4. Include information

Product sampling needs context. Don’t just send your sample without any supporting information. Include:

– a list of items you’ve enclosed

– product instructions

– product information

– photos of the product

– testimonials

– your contact information

5. Be clear about returning the product

You may be happy for the reporter to keep your product sample. However, he or she may not be allowed to do so because of company policy.

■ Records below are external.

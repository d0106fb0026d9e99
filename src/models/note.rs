use chrono::NaiveDateTime;
use diesel::prelude::*;

use crate::domain::note::{NewNote as DomainNewNote, Note as DomainNote};
use crate::domain::types::{NoteContent, TypeConstraintError, UserId, Username};

/// Diesel model representing the `resource_notes` table.
#[derive(Debug, Clone, Identifiable, Queryable)]
#[diesel(table_name = crate::schema::resource_notes)]
pub struct Note {
    pub id: i32,
    pub resource_id: i32,
    pub user_id: Option<i32>,
    pub username: String,
    pub content: String,
    pub created_at: NaiveDateTime,
}

/// Insertable form of [`Note`].
#[derive(Debug, Insertable)]
#[diesel(table_name = crate::schema::resource_notes)]
pub struct NewNote<'a> {
    pub resource_id: i32,
    pub user_id: Option<i32>,
    pub username: &'a str,
    pub content: &'a str,
    pub created_at: NaiveDateTime,
}

impl TryFrom<Note> for DomainNote {
    type Error = TypeConstraintError;

    fn try_from(note: Note) -> Result<Self, Self::Error> {
        Ok(Self {
            id: note.id.try_into()?,
            resource_id: note.resource_id.try_into()?,
            user_id: note.user_id.map(UserId::new).transpose()?,
            username: Username::new(note.username)?,
            content: NoteContent::new(note.content)?,
            created_at: note.created_at,
        })
    }
}

impl<'a> From<&'a DomainNewNote> for NewNote<'a> {
    fn from(note: &'a DomainNewNote) -> Self {
        Self {
            resource_id: note.resource_id.get(),
            user_id: note.user_id.map(|id| id.get()),
            username: note.username.as_str(),
            content: note.content.as_str(),
            created_at: note.created_at,
        }
    }
}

It also depends on the nature of your product. If your product is too valuable to give away, such as an expensive piece of technology, you need to make it clear that you are merely loaning the item for testing and review.

6. Keep track

Keep track of the samples you send, to whom, and with what results. By monitoring your efforts and results, you’ll get a better idea of which journalists are receptive to your product and which approaches work.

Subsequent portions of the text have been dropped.